** Opening The records block **

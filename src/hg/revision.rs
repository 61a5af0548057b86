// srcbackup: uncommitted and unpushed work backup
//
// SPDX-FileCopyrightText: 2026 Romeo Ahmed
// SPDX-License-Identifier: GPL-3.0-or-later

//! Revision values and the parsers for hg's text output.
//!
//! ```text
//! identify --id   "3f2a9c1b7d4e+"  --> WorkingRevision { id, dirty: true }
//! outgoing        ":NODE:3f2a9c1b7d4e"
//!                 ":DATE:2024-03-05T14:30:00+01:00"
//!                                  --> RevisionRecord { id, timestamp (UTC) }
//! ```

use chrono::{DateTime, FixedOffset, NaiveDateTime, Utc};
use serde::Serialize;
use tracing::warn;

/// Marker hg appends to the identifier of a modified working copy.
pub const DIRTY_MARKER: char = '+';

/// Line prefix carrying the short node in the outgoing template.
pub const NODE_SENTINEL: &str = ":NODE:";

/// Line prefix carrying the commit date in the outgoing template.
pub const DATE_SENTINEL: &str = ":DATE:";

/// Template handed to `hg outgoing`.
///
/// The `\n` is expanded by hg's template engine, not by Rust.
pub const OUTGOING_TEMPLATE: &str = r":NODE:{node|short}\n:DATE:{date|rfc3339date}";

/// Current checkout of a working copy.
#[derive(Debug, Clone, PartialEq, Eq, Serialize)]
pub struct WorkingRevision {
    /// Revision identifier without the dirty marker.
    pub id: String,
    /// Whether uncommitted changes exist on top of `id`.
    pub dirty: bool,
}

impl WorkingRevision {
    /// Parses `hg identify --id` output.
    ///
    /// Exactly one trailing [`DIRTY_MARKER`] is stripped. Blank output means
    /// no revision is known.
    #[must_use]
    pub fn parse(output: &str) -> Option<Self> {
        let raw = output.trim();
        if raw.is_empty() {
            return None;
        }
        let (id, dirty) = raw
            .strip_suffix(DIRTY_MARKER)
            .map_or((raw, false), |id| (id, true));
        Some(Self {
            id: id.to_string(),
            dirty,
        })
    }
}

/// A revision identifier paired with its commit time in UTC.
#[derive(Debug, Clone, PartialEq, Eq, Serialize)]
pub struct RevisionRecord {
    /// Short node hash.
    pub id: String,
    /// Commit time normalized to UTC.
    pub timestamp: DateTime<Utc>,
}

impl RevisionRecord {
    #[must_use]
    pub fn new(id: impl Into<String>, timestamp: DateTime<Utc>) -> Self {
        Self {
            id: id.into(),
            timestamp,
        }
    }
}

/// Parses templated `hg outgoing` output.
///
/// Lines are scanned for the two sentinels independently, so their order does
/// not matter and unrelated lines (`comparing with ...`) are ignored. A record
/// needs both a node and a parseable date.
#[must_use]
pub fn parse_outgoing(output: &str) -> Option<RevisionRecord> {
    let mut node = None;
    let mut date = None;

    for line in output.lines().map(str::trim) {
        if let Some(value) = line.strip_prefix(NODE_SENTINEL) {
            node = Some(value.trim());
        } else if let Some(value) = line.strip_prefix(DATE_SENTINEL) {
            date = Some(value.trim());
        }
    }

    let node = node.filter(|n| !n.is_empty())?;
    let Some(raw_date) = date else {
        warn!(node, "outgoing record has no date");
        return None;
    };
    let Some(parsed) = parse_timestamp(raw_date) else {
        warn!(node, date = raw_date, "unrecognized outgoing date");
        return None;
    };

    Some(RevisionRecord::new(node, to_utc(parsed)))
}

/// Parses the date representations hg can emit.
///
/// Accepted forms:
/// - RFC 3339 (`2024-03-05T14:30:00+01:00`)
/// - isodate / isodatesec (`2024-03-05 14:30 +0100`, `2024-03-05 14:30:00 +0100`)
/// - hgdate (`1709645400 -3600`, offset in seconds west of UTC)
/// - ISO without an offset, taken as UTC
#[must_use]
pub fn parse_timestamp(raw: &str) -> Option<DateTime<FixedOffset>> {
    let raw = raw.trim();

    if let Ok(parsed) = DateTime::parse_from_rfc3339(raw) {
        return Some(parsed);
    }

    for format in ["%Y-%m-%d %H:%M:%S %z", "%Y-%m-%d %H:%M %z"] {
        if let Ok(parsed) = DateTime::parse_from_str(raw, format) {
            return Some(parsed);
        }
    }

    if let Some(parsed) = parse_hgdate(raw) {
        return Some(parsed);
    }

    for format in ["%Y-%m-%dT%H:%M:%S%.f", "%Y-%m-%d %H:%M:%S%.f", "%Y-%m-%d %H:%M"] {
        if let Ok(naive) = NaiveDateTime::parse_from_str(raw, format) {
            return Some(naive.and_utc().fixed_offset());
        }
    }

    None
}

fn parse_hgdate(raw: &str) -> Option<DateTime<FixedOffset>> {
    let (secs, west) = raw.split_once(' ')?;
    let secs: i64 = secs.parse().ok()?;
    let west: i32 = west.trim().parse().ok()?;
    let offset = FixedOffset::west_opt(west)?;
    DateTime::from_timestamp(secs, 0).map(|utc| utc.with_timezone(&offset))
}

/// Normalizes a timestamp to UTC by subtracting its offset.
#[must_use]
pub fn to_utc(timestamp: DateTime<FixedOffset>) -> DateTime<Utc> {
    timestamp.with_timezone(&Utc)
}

** Closing The records block **

> What you are asked to do:
Where a line of the data includes the string "const", list that line.

> Solution:
pub const DIRTY_MARKER: char = '+';
pub const NODE_SENTINEL: &str = ":NODE:";
pub const DATE_SENTINEL: &str = ":DATE:";
pub const OUTGOING_TEMPLATE: &str = r":NODE:{node|short}\n:DATE:{date|rfc3339date}";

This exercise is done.